Site information
- Type: Military Headquarters
- Controlled by: Sri Lanka Army

Location
- Old Army Headquarters පරණ යුද්ධ හමුදා මූලස්ථානය Location in Colombo
- Coordinates: 6°55′24″N 79°50′52″E﻿ / ﻿6.923320°N 79.847661°E

Site history
- In use: 1940s–2012
- Demolished: 2012
- Battles/wars: Sri Lankan Civil War

Garrison information
- Garrison: Sri Lanka Engineers Sri Lanka Army Women's Corps Sri Lanka Rifle Corps

= Old Army Headquarters, Colombo =

The Old Army Headquarters refers to the former military headquarters complex of the Sri Lanka Army. Situated next to Galle Face Green and Baladaksha Mawatha (Lower Lake Road), the complex bordered the Beira Lake and had its main entrance at the Slave Island end of Baladaksha Mawatha, Colombo 3. The complex also included the Ministry of Defence buildings, located close to the Galle Face terminus of Baladaksha Mawatha. Apart from operational and administrative offices, it contained the centers of several regiments and corps of the Sri Lanka Army, as well as the Colombo Military Hospital and the army sports grounds.
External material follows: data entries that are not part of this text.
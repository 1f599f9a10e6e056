//! Tavily HTTP client and the SearchApi abstraction.

use async_trait::async_trait;
use serde::{Deserialize, Serialize};
use std::time::Duration;

use crate::error::{SearchError, SearchResult};

/// Search topic hint accepted by the upstream API.
#[derive(Debug, Clone, Copy, PartialEq, Eq, Default, Serialize, Deserialize)]
#[serde(rename_all = "lowercase")]
pub enum SearchTopic {
    #[default]
    General,
    News,
    Finance,
}

impl SearchTopic {
    pub fn parse(s: &str) -> SearchResult<Self> {
        match s {
            "general" => Ok(Self::General),
            "news" => Ok(Self::News),
            "finance" => Ok(Self::Finance),
            other => Err(SearchError::invalid(format!(
                "unknown topic '{other}' (expected general, news, or finance)"
            ))),
        }
    }
}

/// One ranked search result.
#[derive(Debug, Clone, Serialize, Deserialize)]
pub struct SearchHit {
    pub title: String,
    pub url: String,
    /// Snippet of the page content.
    pub snippet: String,
    /// Relevance score from the search API (higher is better).
    pub score: f64,
    /// Full page content, present only when requested.
    #[serde(skip_serializing_if = "Option::is_none")]
    pub raw_content: Option<String>,
}

/// Abstraction over the internet search backend.
#[async_trait]
pub trait SearchApi: Send + Sync {
    async fn search(
        &self,
        query: &str,
        max_results: usize,
        topic: SearchTopic,
        include_raw_content: bool,
    ) -> SearchResult<Vec<SearchHit>>;
}

// ── Tavily wire types ─────────────────────────────────────────

#[derive(Serialize)]
struct TavilyRequest<'a> {
    api_key: &'a str,
    query: &'a str,
    max_results: usize,
    topic: SearchTopic,
    include_raw_content: bool,
}

#[derive(Deserialize)]
struct TavilyResponse {
    #[serde(default)]
    results: Vec<TavilyResult>,
}

#[derive(Deserialize)]
struct TavilyResult {
    #[serde(default)]
    title: String,
    #[serde(default)]
    url: String,
    #[serde(default)]
    content: String,
    #[serde(default)]
    score: f64,
    raw_content: Option<String>,
}

/// Client for the Tavily search API.
pub struct TavilyClient {
    client: reqwest::Client,
    api_key: String,
    base_url: String,
}

impl TavilyClient {
    pub fn new(api_key: impl Into<String>) -> SearchResult<Self> {
        Self::with_base_url(api_key, "https://api.tavily.com")
    }

    /// Point the client at a different endpoint (tests use a mock server).
    pub fn with_base_url(
        api_key: impl Into<String>,
        base_url: impl Into<String>,
    ) -> SearchResult<Self> {
        let client = reqwest::Client::builder()
            .timeout(Duration::from_secs(30))
            .build()
            .map_err(|e| SearchError::Api {
                message: format!("failed to build HTTP client: {e}"),
            })?;
        Ok(Self {
            client,
            api_key: api_key.into(),
            base_url: base_url.into(),
        })
    }
}

#[async_trait]
impl SearchApi for TavilyClient {
    async fn search(
        &self,
        query: &str,
        max_results: usize,
        topic: SearchTopic,
        include_raw_content: bool,
    ) -> SearchResult<Vec<SearchHit>> {
        let url = format!("{}/search", self.base_url);
        let body = TavilyRequest {
            api_key: &self.api_key,
            query,
            max_results,
            topic,
            include_raw_content,
        };

        let response = self
            .client
            .post(&url)
            .json(&body)
            .send()
            .await
            .map_err(|e| {
                if e.is_timeout() {
                    SearchError::Timeout
                } else {
                    SearchError::Api {
                        message: format!("search request failed: {e}"),
                    }
                }
            })?;

        let status = response.status();
        if status == reqwest::StatusCode::UNAUTHORIZED || status == reqwest::StatusCode::FORBIDDEN {
            return Err(SearchError::Auth {
                message: format!("search API returned {status}"),
            });
        }
        if status == reqwest::StatusCode::TOO_MANY_REQUESTS {
            return Err(SearchError::Throttled {
                message: "search API rate limit exceeded".into(),
            });
        }
        if !status.is_success() {
            return Err(SearchError::Api {
                message: format!("search API returned {status}"),
            });
        }

        let parsed: TavilyResponse = response.json().await.map_err(|e| SearchError::Api {
            message: format!("failed to parse search response: {e}"),
        })?;

        let hit_count = parsed.results.len();
        tracing::debug!(hit_count, query, "search completed");
        Ok(parsed
            .results
            .into_iter()
            .map(|r| SearchHit {
                title: r.title,
                url: r.url,
                snippet: r.content,
                score: r.score,
                raw_content: r.raw_content,
            })
            .collect())
    }
}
With the plans to move the Ministry of Defence and Army Headquarters to the new Defence Headquarters Complex in Sri Jayawardenapura Kotte, many of the units based there started moving out in 2012, releasing the land for commercial redevelopment which included the Shangri-La Colombo and the larger One Galle Face development project.

==History==
The base was founded by the British during their colonial rule of Ceylon, undergoing expansion during World War II, defending Colombo during the Easter Sunday Raid. Upon the post-independence formation of the Ceylon Army in 1949, the base began use as its headquarters in the late 1980s with many of the offices moving from old Rifle Barracks.

===Terrorist attacks===
The Liberation Tigers of Tamil Eelam (LTTE) carried out two suicide bombings targeting the complex, the first being on November 24, 1995, when two female suicide bombers carried out an attack outside the headquarters, killing 16 and wounding 52- mostly civilians. The second occurred on April 25, 2006, when a female LTTE suicide bomber- disguised as a pregnant woman arriving for clinical treatment at the Colombo Military Hospital- targeted the motorcade of then-army commander Lieutenant General Sarath Fonseka. Although seriously wounded, Fonseka survived; the attack left 8 dead and 27 wounded. This prompted the decision to move the military hospital to a suburb of Colombo.

===Demolition===
The complex was demolished in 2012 to make way for two major real estate projects at its location- Shangri La/One Colombo and ITC Colombo. A combined tri-forces headquarters at Akuregoda, Sri Jayawardenapura Kotte had been commissioned to house, among others, the displaced army administrative offices.